• _What you are asked to do_
Among the entries below, extract exactly the lines that run from the one with "let memory = Memory::new(bytecode);" through the one with "pub fn export(bytecode: &[u8])", both ends included.
*** Block opens ***
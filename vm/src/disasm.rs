use std::fmt;

use itertools::Itertools;

use crate::{memory::Memory, op::Op};

/// One decoded instruction and where it sits in the buffer
#[derive(Debug, Clone, Copy, PartialEq, Eq)]
pub struct Line {
    pub offset: usize,
    pub op: Op,
}

impl Line {
    /// Encoded size in bytes
    pub fn size(&self) -> usize {
        self.op.size()
    }
}

fn operand_of(op: Op) -> Option<u16> {
    match op {
        Op::Jump(v) | Op::IfJump(v) | Op::IfNotJump(v) | Op::Syscall(v) => Some(v),
        Op::Ticks16(v) | Op::Wait16(v) => Some(v),
        Op::Set(v)
        | Op::Add(v)
        | Op::Sub(v)
        | Op::Equal(v)
        | Op::Lt(v)
        | Op::Gt(v)
        | Op::LtEqual(v)
        | Op::GtEqual(v)
        | Op::Ticks(v)
        | Op::Wait(v)
        | Op::Instrument(v)
        | Op::Play(v)
        | Op::Note(v) => Some(v as u16),
        _ => None,
    }
}

/// Formats as a script statement, so a listing can be compiled again
impl fmt::Display for Line {
    fn fmt(&self, f: &mut fmt::Formatter<'_>) -> fmt::Result {
        match (self.op.opcode(), operand_of(self.op)) {
            (Some(opcode), Some(arg)) => write!(f, "{}({arg})", opcode.mnemonic()),
            (Some(opcode), None) => write!(f, "{}()", opcode.mnemonic()),
            (None, note) => write!(f, "db({})", note.unwrap_or_default()),
        }
    }
}

/// Decode a whole buffer, front to back.
///
/// This follows byte order, not control flow: operand bytes skipped by a not-taken
/// conditional jump are still shown as part of the jump.
pub fn disassemble(bytecode: &[u8]) -> Vec<Line> {
    let memory = Memory::new(bytecode);
    let mut lines = vec![];
    let mut offset = 0;
    while offset < memory.len() {
        let op = memory.decode(offset);
        lines.push(Line { offset, op });
        offset += op.size();
    }
    lines
}

/// One `offset: statement` per line
pub fn listing(bytecode: &[u8]) -> String {
    disassemble(bytecode)
        .iter()
        .map(|line| format!("{:04}: {line}", line.offset))
        .join("\n")
}
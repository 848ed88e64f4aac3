use tracing::level_filters::LevelFilter;
use tracing_subscriber::Layer;
use {tracing_subscriber::layer::SubscriberExt, tracing_subscriber::util::SubscriberInitExt};

/// Log to stdout and stream spans to Tracy.
///
/// A subscriber installed earlier wins, so this is safe to call from every pump.
pub fn setup() {
    let tracy_layer = tracing_tracy::TracyLayer::default();
    let fmt = tracing_subscriber::fmt::layer().with_filter(LevelFilter::DEBUG);
    let _ = tracing_subscriber::registry()
        .with(fmt)
        .with(tracy_layer)
        .try_init();
}
//! Bytecode as AssemblyScript source, ready to paste into a cartridge.
use itertools::Itertools;

const HEADER: &str = "// Generated music code. Click on \"Export to clipboard\" to copy it.";

/// `const music: usize = memory.data<u8>([ 0x.., ... ]);`, under a one line header
pub fn export(bytecode: &[u8]) -> String {
    let bytes = bytecode.iter().map(|b| format!("0x{b:02x}")).join(",");
    format!("{HEADER}\nconst music: usize = memory.data<u8>([ {bytes} ]);")
}

/// [export], preceded by a commented disassembly
pub fn export_with_listing(bytecode: &[u8]) -> String {
    vm::disasm::listing(bytecode)
        .lines()
        .map(|line| format!("// {line}"))
        .chain([export(bytecode)])
        .join("\n")
}
use crate::op::{Op, Opcode};

/// A read-only view over assembled bytecode
///
/// Several tracks can read the same buffer, each starting at its own base.
///
/// ```text
///      track 0 (base 0)              track 1 (base 9)
///   ┌────────────────────────────┐ ┌──────────────────┐
///   │ E9 02 E7 3C EB 04 FE 00 00 │ │ E7 40 FA ...     │
///   └────────────────────────────┘ └──────────────────┘
/// ```
///
/// Reads past the end of the buffer yield `0`, which executes as a NOP.
#[derive(Clone, Copy, Debug)]
pub struct Memory<'a> {
    bytes: &'a [u8],
}

impl<'a> Memory<'a> {
    pub fn new(bytes: &'a [u8]) -> Self {
        Self { bytes }
    }

    pub fn len(&self) -> usize {
        self.bytes.len()
    }

    pub fn is_empty(&self) -> bool {
        self.bytes.is_empty()
    }

    pub fn load_u8(&self, offset: usize) -> u8 {
        self.bytes.get(offset).copied().unwrap_or(0)
    }

    /// Little-endian, low byte first
    pub fn load_u16(&self, offset: usize) -> u16 {
        u16::from_le_bytes([self.load_u8(offset), self.load_u8(offset + 1)])
    }

    /// Decode the instruction starting at `offset`
    pub fn decode(&self, offset: usize) -> Op {
        let byte = self.load_u8(offset);
        let u8_arg = || self.load_u8(offset + 1);
        let u16_arg = || self.load_u16(offset + 1);

        let Some(opcode) = Opcode::parse(byte) else {
            return Op::Note(byte);
        };
        match opcode {
            Opcode::Nop => Op::Nop,
            Opcode::Halt => Op::Halt,
            Opcode::Jump => Op::Jump(u16_arg()),
            Opcode::IfJump => Op::IfJump(u16_arg()),
            Opcode::IfNotJump => Op::IfNotJump(u16_arg()),
            Opcode::Section => Op::Section,
            Opcode::Repeat => Op::Repeat,
            Opcode::IfRepeat => Op::IfRepeat,
            Opcode::IfNotRepeat => Op::IfNotRepeat,
            Opcode::Syscall => Op::Syscall(u16_arg()),
            Opcode::Reset => Op::Note(byte),
            Opcode::Set => Op::Set(u8_arg()),
            Opcode::Add => Op::Add(u8_arg()),
            Opcode::Sub => Op::Sub(u8_arg()),
            Opcode::Equal => Op::Equal(u8_arg()),
            Opcode::Lt => Op::Lt(u8_arg()),
            Opcode::Gt => Op::Gt(u8_arg()),
            Opcode::LtEqual => Op::LtEqual(u8_arg()),
            Opcode::GtEqual => Op::GtEqual(u8_arg()),
            Opcode::Ticks => Op::Ticks(u8_arg()),
            Opcode::Ticks16 => Op::Ticks16(u16_arg()),
            Opcode::Wait => Op::Wait(u8_arg()),
            Opcode::Wait16 => Op::Wait16(u16_arg()),
            Opcode::Instrument => Op::Instrument(u8_arg()),
            Opcode::InstrumentSet => Op::InstrumentSet,
            Opcode::Play => Op::Play(u8_arg()),
            Opcode::PlaySet => Op::PlaySet,
        }
    }
}

impl<'a> From<&'a [u8]> for Memory<'a> {
    fn from(bytes: &'a [u8]) -> Self {
        Self::new(bytes)
    }
}
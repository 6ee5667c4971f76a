use anyhow::Result;
use argh::FromArgs;
use shell_console::{ArgumentSpec, CommandSignature, Invocation, Shell, ShellConfig, convert_type};
use std::io::Write;

#[derive(FromArgs)]
/// Interactive demo console with a few sample commands.
struct Options {
    #[argh(option, default = "String::from(\">>>\")")]
    /// text shown before every input line
    prompt: String,

    #[argh(option, default = "String::from(\"--\")")]
    /// prefix introducing named arguments
    prefix: String,

    #[argh(switch)]
    /// match command names case-insensitively
    lowercase: bool,

    #[argh(switch)]
    /// do not warn when a command without arguments receives some
    ignore_minor_errors: bool,

    #[argh(switch)]
    /// print nothing for commands without a description in help
    quiet_help: bool,

    #[argh(option)]
    /// extra command that closes the console (repeatable)
    exit_alias: Vec<String>,
}

fn test_command(inv: &mut Invocation<'_>) -> Result<()> {
    writeln!(inv.out(), "I am just a testing function. Nothing else.")?;
    Ok(())
}

fn arg_command(inv: &mut Invocation<'_>) -> Result<()> {
    let args = inv.args().clone();
    writeln!(inv.out(), "You inputted : {} and {}", args.arg(0)?, args.arg(1)?)?;
    let others = args.overflow().unwrap_or_default();
    writeln!(inv.out(), "{:?}", others)?;
    Ok(())
}

fn optional_args_command(inv: &mut Invocation<'_>) -> Result<()> {
    let args = inv.args().clone();
    args.accept_named(&["arg1", "arg2"])?;

    let required = convert_type(args.arg(0)?);
    let arg1 = convert_type(args.get_named("arg1").unwrap_or("0"));
    let arg2 = convert_type(args.get_named("arg2").unwrap_or("1"));

    let out = inv.out();
    writeln!(out, "Required argument : {} with type {}", required, required.type_name())?;
    writeln!(out, "Arg 1 : {} with type {}", arg1, arg1.type_name())?;
    writeln!(out, "Arg 2 : {} with type {}", arg2, arg2.type_name())?;
    Ok(())
}

fn only_call_me_once(inv: &mut Invocation<'_>) -> Result<()> {
    writeln!(inv.out(), "It's ok :D")?;
    inv.signature_mut()
        .set_description(Some("YOU ALREADY CALLED IT !".to_string()));
    inv.replace_handler(told_you);
    Ok(())
}

fn told_you(inv: &mut Invocation<'_>) -> Result<()> {
    writeln!(inv.out(), "TOLD YOU TO ONLY CALL ME ONCE !")?;
    inv.signature_mut().set_description(Some("YOU FOOL !".to_string()));
    Ok(())
}

fn main() -> Result<()> {
    env_logger::init();
    let options: Options = argh::from_env();

    let mut config = ShellConfig {
        prompt: options.prompt,
        optional_args_prefix: options.prefix,
        lowercase_commands: options.lowercase,
        ignore_minor_errors: options.ignore_minor_errors,
        help_ignore_no_description: options.quiet_help,
        ..Default::default()
    };
    config.exit_aliases.extend(options.exit_alias);

    let mut shell = Shell::new(config);

    shell.register(
        CommandSignature::new("test")?.with_description("A testing function."),
        test_command,
    )?;
    shell.register(
        CommandSignature::new("arg_command")?
            .with_description("A command with arguments")
            .with_required(ArgumentSpec::new("arg").with_description("Just some random argument"))
            .with_required(ArgumentSpec::new("arg2"))
            .capture_overflow(true),
        arg_command,
    )?;
    shell.register(
        CommandSignature::new("optional_args_command")?
            .with_description("A command with optional arguments")
            .with_required(ArgumentSpec::new("required").with_description("A required argument"))
            .with_optional(ArgumentSpec::new("arg1").with_description("Just a named argument"))
            .with_optional(ArgumentSpec::new("arg2").with_description("Another named argument")),
        optional_args_command,
    )?;
    shell.register(
        CommandSignature::new("only_call_me_once")?
            .with_description("ONLY CALL IT ONCE !")
            .show_arg_help_when_empty(false),
        only_call_me_once,
    )?;
    shell.add(
        CommandSignature::new(["test_fx", "fx"])?
            .with_description("A function to test in-place command creation."),
        |inv| {
            writeln!(inv.out(), "test_fx")?;
            Ok(())
        },
    )?;

    shell.launch()
}
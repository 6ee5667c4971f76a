//! Error taxonomies of the console.
//!
//! [`DispatchError`] covers everything that can go wrong while handling one
//! input line. All of its variants are recoverable: the shell prints the
//! `Display` text as a single diagnostic line and reads the next line.
//! [`RegistryError`] covers command setup mistakes made by the host program.

use thiserror::Error;

/// Failure of a single dispatch cycle.
#[derive(Debug, Error)]
pub enum DispatchError {
    /// A token opened a double-quoted span that was never closed.
    #[error("The string never ends.")]
    UnterminatedQuote,

    /// A named argument prefix was the last token on the line.
    #[error("No value has been given for the argument '{name}'")]
    MissingArgumentValue { name: String },

    /// No registered command or alias matches the command word.
    #[error("Command not found. Type 'help' for the list of available commands.")]
    CommandNotFound { name: String },

    /// The positional count does not match the declared required arguments.
    #[error("This function requires {expected} arguments, got {given}.")]
    ArityMismatch { expected: usize, given: usize },

    /// The handler rejected the shape of the arguments it was given.
    #[error("{}", handler_arity_message(.expected, .given))]
    HandlerArity { expected: Option<usize>, given: usize },

    /// The handler itself failed for a reason unrelated to its arguments.
    #[error("Error: {0:#}")]
    HandlerFailed(anyhow::Error),
}

fn handler_arity_message(expected: &Option<usize>, given: &usize) -> String {
    match *expected {
        Some(n) => format!(
            "This function requires {n} arguments, got {given}. \
             It might also come from an unknown named argument, see 'help'."
        ),
        None => format!("This function requires no arguments, got {given}."),
    }
}

/// Failure while registering a command.
#[derive(Debug, Error, PartialEq, Eq)]
pub enum RegistryError {
    #[error("Command '{0}' already exists")]
    DuplicateCommand(String),

    #[error("Console is already launched, cannot add any more commands.")]
    FrozenRegistry,

    #[error("Command name {0:?} should not be empty or contain whitespace.")]
    InvalidName(String),
}

/// Raised by handlers when the bound arguments do not fit what they accept.
///
/// Returning this (directly or through `anyhow`) from a handler makes the
/// dispatcher report [`DispatchError::HandlerArity`] instead of a generic
/// failure.
#[derive(Debug, Error, PartialEq, Eq)]
pub enum ShapeError {
    #[error("missing positional argument #{0}")]
    MissingPositional(usize),

    #[error("no overflow arguments were captured")]
    MissingOverflow,

    #[error("unexpected named argument '{0}'")]
    UnknownNamed(String),
}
*** Block closes ***
• _Response for this exercise_
    let memory = Memory::new(bytecode);
    let mut lines = vec![];
    let mut offset = 0;
    while offset < memory.len() {
        let op = memory.decode(offset);
        lines.push(Line { offset, op });
        offset += op.size();
    }
    lines
}

/// One `offset: statement` per line
pub fn listing(bytecode: &[u8]) -> String {
    disassemble(bytecode)
        .iter()
        .map(|line| format!("{:04}: {line}", line.offset))
        .join("\n")
}
repository 848ed88e64f4aac3
use tracing::level_filters::LevelFilter;
use tracing_subscriber::Layer;
use {tracing_subscriber::layer::SubscriberExt, tracing_subscriber::util::SubscriberInitExt};

/// Log to stdout and stream spans to Tracy.
///
/// A subscriber installed earlier wins, so this is safe to call from every pump.
pub fn setup() {
    let tracy_layer = tracing_tracy::TracyLayer::default();
    let fmt = tracing_subscriber::fmt::layer().with_filter(LevelFilter::DEBUG);
    let _ = tracing_subscriber::registry()
        .with(fmt)
        .with(tracy_layer)
        .try_init();
}
//! Bytecode as AssemblyScript source, ready to paste into a cartridge.
use itertools::Itertools;

const HEADER: &str = "// Generated music code. Click on \"Export to clipboard\" to copy it.";

/// `const music: usize = memory.data<u8>([ 0x.., ... ]);`, under a one line header
pub fn export(bytecode: &[u8]) -> String {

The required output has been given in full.